Pulmonary arterial hypertension (PAH), is a progressive disease with fatal outcome. A detailed evaluation of patient with PAH is necessary before initiation of therapy. Congenital extrahepatic porto-systemic shunts (Abernathy malformation) are rare but often missed as a potential cause of (PAH). If identified and closed, this can be an important cause of treatable PAH. We present a case series of patients with PAH and Abernathy malformation.
Materials and methods
This is a retrospective analysis of a single centre experience of patients with PAH and Abernathy malformation. From June 2014- Aug 2017. All patients referred at our centre for PAH undergo detailed evaluation including USG abdomen and portal venous Doppler. The children who were suspected to have portocaval abnormalities on USG underwent CT angiogram to confirm the diagnosis. Patients underwent closure of the shunt when feasible. Pre and post procedure functional class, echocardiogram and medication requirement was recorded for all patients.
We encountered 7 patients (Median age = 13 years, range = 3.5years= 16 years) with PAH who on evaluation also had Abernathy malformation. 5/7 patients presented with dypsnea on exertion and 2/7 presented with syncope. All patients were diagnosed to have “idiopathic PAH” at outside centres and were referred to us for evaluation and management.
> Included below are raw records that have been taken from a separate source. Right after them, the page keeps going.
use crate::common::{read_bytes, FakeMetrics, FlakySink, TmpDir};

use fillet::hash::{HashAlgorithm, Hasher};
use fillet::retry::RetryPolicy;
use fillet::sink::{FileSink, MemorySink, OpenMode};
use fillet::source::{FnSource, RepeatSource};
use fillet::stream::{verify_written, StreamWriter};
use fillet::{Bound, ErrorKind, WriteOptions};

fn sha256(data: &[u8]) -> String {
    let mut h = Hasher::new(HashAlgorithm::Sha256);
    h.update(data);
    h.finish()
}

#[test]
fn size_bound_is_exact() {
    let metrics = FakeMetrics::new();
    let opts = WriteOptions::default();
    for &size in &[0u64, 1, 6, 7, 100, 1000] {
        let mut sink = MemorySink::default();
        let mut source = RepeatSource::new(b"abcdefg".to_vec());
        let outcome = StreamWriter::new(&opts, &metrics)
            .write(&mut source, &mut sink, Bound::Size(size))
            .unwrap();
        assert_eq!(outcome.written, size);
        assert_eq!(sink.data.len() as u64, size);
        assert_eq!(outcome.chunks, (size + 6) / 7);
    }
}

#[test]
fn count_bound_writes_every_chunk() {
    let metrics = FakeMetrics::new();
    let opts = WriteOptions::default();
    let mut sink = MemorySink::default();
    let mut source = RepeatSource::new(b"word\n".to_vec());
    let bound = Bound::Count {
        count: 12,
        size_cap: None,
    };
    let outcome = StreamWriter::new(&opts, &metrics)
        .write(&mut source, &mut sink, bound)
        .unwrap();
    assert_eq!(outcome.chunks, 12);
    assert_eq!(sink.data, b"word\n".repeat(12));
}

#[test]
fn size_cap_clips_count_bound() {
    let metrics = FakeMetrics::new();
    let opts = WriteOptions::default();
    let mut sink = MemorySink::default();
    let mut source = RepeatSource::new(vec![b'x'; 10]);
    let bound = Bound::Count {
        count: 10,
        size_cap: Some(35),
    };
    let outcome = StreamWriter::new(&opts, &metrics)
        .write(&mut source, &mut sink, bound)
        .unwrap();
    assert_eq!(outcome.written, 35);
    assert_eq!(outcome.chunks, 4);
}

#[test]
fn empty_chunk_fails_size_bound() {
    let metrics = FakeMetrics::new();
    let opts = WriteOptions::default();
    let mut sink = MemorySink::default();
    let mut source = RepeatSource::new(Vec::new());
    assert!(StreamWriter::new(&opts, &metrics)
        .write(&mut source, &mut sink, Bound::Size(10))
        .is_err());
}

#[test]
fn source_error_aborts() {
    let metrics = FakeMetrics::new();
    let opts = WriteOptions::default();
    let mut sink = MemorySink::default();
    let mut calls = 0;
    let mut source = FnSource(move || {
        calls += 1;
        if calls > 3 {
            Err(fillet::Error::from("dictionary vanished"))
        } else {
            Ok(vec![1u8; 4])
        }
    });
    let err = StreamWriter::new(&opts, &metrics)
        .write(&mut source, &mut sink, Bound::Size(100))
        .unwrap_err();
    assert_eq!(err.to_string(), "dictionary vanished");
    assert_eq!(sink.data.len(), 12);
}

#[test]
fn digest_covers_written_bytes() {
    let metrics = FakeMetrics::new();
    let opts = WriteOptions {
        hash: Some(HashAlgorithm::Sha256),
        ..WriteOptions::default()
    };
    let mut sink = MemorySink::default();
    let mut source = RepeatSource::new(b"0123456789".to_vec());
    let outcome = StreamWriter::new(&opts, &metrics)
        .write(&mut source, &mut sink, Bound::Size(25))
        .unwrap();
    assert_eq!(outcome.digest, Some(sha256(&sink.data)));
}

#[test]
fn fsync_every_interval() {
    let metrics = FakeMetrics::new();
    let opts = WriteOptions {
        fsync_interval: Some(20),
        ..WriteOptions::default()
    };
    let mut sink = MemorySink::default();
    let mut source = RepeatSource::new(vec![7u8; 10]);
    StreamWriter::new(&opts, &metrics)
        .write(&mut source, &mut sink, Bound::Size(50))
        .unwrap();
    // After 20 and 40 bytes, then the trailing 10 on finish.
    assert_eq!(sink.syncs, 3);
}

#[test]
fn no_fsync_by_default() {
    let metrics = FakeMetrics::new();
    let opts = WriteOptions::default();
    let mut sink = MemorySink::default();
    let mut source = RepeatSource::new(vec![7u8; 10]);
    StreamWriter::new(&opts, &metrics)
        .write(&mut source, &mut sink, Bound::Size(50))
        .unwrap();
    assert_eq!(sink.syncs, 0);
}

#[test]
fn transient_failures_are_retried() {
    let metrics = FakeMetrics::new();
    let opts = WriteOptions {
        retry: RetryPolicy {
            io_retries: 3,
            ..RetryPolicy::default()
        },
        ..WriteOptions::default()
    };
    let mut sink = FlakySink::new(2);
    let mut source = RepeatSource::new(b"abc".to_vec());
    let outcome = StreamWriter::new(&opts, &metrics)
        .write(&mut source, &mut sink, Bound::Size(9))
        .unwrap();
    assert_eq!(outcome.written, 9);
    assert_eq!(sink.inner.data, b"abcabcabc".to_vec());
    assert_eq!(sink.attempts, 5);
}

#[test]
fn retries_stop_at_smaller_allowance() {
    let metrics = FakeMetrics::new();
    for &(io_retries, error_budget) in &[(0u32, 10u32), (5, 2), (1, 10), (3, 3), (4, 0)] {
        let opts = WriteOptions {
            retry: RetryPolicy {
                io_retries,
                error_budget,
                ..RetryPolicy::default()
            },
            ..WriteOptions::default()
        };
        let mut sink = FlakySink::new(u32::max_value());
        let mut source = RepeatSource::new(b"abc".to_vec());
        let err = StreamWriter::new(&opts, &metrics)
            .write(&mut source, &mut sink, Bound::Size(9))
            .unwrap_err();
        match err.kind() {
            ErrorKind::Io(_) => {}
            _ => unreachable!(),
        }
        assert_eq!(sink.attempts, io_retries.min(error_budget) + 1);
    }
}

#[test]
fn budget_is_shared_across_chunks() {
    let metrics = FakeMetrics::new();
    let opts = WriteOptions {
        retry: RetryPolicy {
            io_retries: 5,
            error_budget: 1,
            ..RetryPolicy::default()
        },
        ..WriteOptions::default()
    };
    // One failure is absorbed, the second one exhausts the budget.
    let mut sink = FlakySink::new(1);
    let mut source = RepeatSource::new(b"abc".to_vec());
    let outcome = StreamWriter::new(&opts, &metrics)
        .write(&mut source, &mut sink, Bound::Size(6))
        .unwrap();
    assert_eq!(outcome.written, 6);

    let mut sink = FlakySink::new(u32::max_value());
    assert!(StreamWriter::new(&opts, &metrics)
        .write(&mut source, &mut sink, Bound::Size(6))
        .is_err());
    assert_eq!(sink.attempts, 2);
}

#[test]
fn sparse_file_matches_dense_file() {
    let tmp = TmpDir::new();
    let metrics = FakeMetrics::new();
    let pattern: Vec<Vec<u8>> = vec![vec![0; 4096], vec![1; 100], vec![0; 4096], vec![0; 50]];

    let mut outputs = Vec::new();
    for &sparse in &[false, true] {
        let path = tmp.file(format!("out-{}.bin", sparse));
        let opts = WriteOptions {
            sparse,
            ..WriteOptions::default()
        };
        let mut i = 0;
        let chunks = pattern.clone();
        let mut source = FnSource(move || {
            let chunk = chunks[i % chunks.len()].clone();
            i += 1;
            Ok(chunk)
        });
        let mut sink = FileSink::open(&path, OpenMode::Truncate, sparse).unwrap();
        let outcome = StreamWriter::new(&opts, &metrics)
            .write(
                &mut source,
                &mut sink,
                Bound::Count {
                    count: 4,
                    size_cap: None,
                },
            )
            .unwrap();
        assert_eq!(outcome.written, 4096 + 100 + 4096 + 50);
        outputs.push(read_bytes(&path));
    }
    assert_eq!(outputs[0].len(), 4096 + 100 + 4096 + 50);
    assert_eq!(outputs[0], outputs[1]);
}

#[test]
fn offset_overwrites_in_place() {
    let tmp = TmpDir::new();
    let metrics = FakeMetrics::new();
    let path = tmp.file("data.txt");
    crate::common::write_all(&path, "..........");

    let opts = WriteOptions::default();
    let mut sink = FileSink::open(&path, OpenMode::At(3), false).unwrap();
    let mut source = RepeatSource::new(b"ab".to_vec());
    StreamWriter::new(&opts, &metrics)
        .write(&mut source, &mut sink, Bound::Size(4))
        .unwrap();
    assert_eq!(read_bytes(&path), b"...abab...".to_vec());
}

#[test]
fn verify_detects_mismatch() {
    let tmp = TmpDir::new();
    let path = tmp.file("data.bin");
    crate::common::write_all(&path, "hello world");

    let good = sha256(b"world");
    verify_written(&path, 6, 5, HashAlgorithm::Sha256, &good).unwrap();

    let err = verify_written(&path, 0, 5, HashAlgorithm::Sha256, &good).unwrap_err();
    assert_eq!(err.exit_code(), 5);

    // The region extends past the end of the file.
    assert!(verify_written(&path, 6, 50, HashAlgorithm::Sha256, &good).is_err());
}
All the children had moderate to severe PAH on initial echocardiography at our centre. 6/7 patients were on dual pulmonary vasodilators (PDE5 inhibitors and ET receptor blockade) and 1 patient was on PDE5 inhibitor at presentation. On evaluation at our centre, 6/7 were diagnosed to have Abernathy malformation type 2 and 1 was diagnosed to have Abernathy malformation type 1 On USG abdomen and portal venous Doppler. 6/7 patients underwent cardiac catheterization with balloon occlusion of the Abernathy malformation. At Baseline mean PA pressures were 56 + 14 mm Hg and PVRi of 6.7 + 2 Woods units.m2. At baseline portal pressures were 8 + 2 mm Hg, there was an increase in portal pressures of 3 mm Hg (Range= 2-8 mmHg) after balloon occlusion of the lesion. 3/6 patients with Type 2 Malformation underwent device closure and 1 underwent surgical closure as the malformation was not suitable for device closure. 2 patients were lost to follow up. At follow up, median duration of 8 months (3 months – 11 months), one patient had complete normalisation of PA pressure an is now off pulmonary vasodilators and the remaining 2 are on single drug (PDE5 inhibitor) with mild PAH on echocardiogram. There was a significant improvement in functional class IV vs II (range I-II), p = 0.03 in all patients who underwent closure of the malformation.
Abernathy malformation is a rare but potentially treatable cause of PAH in children. All patients with PAH should undergo USG abdomen and portal venous Doppler to identify and treat this disorder.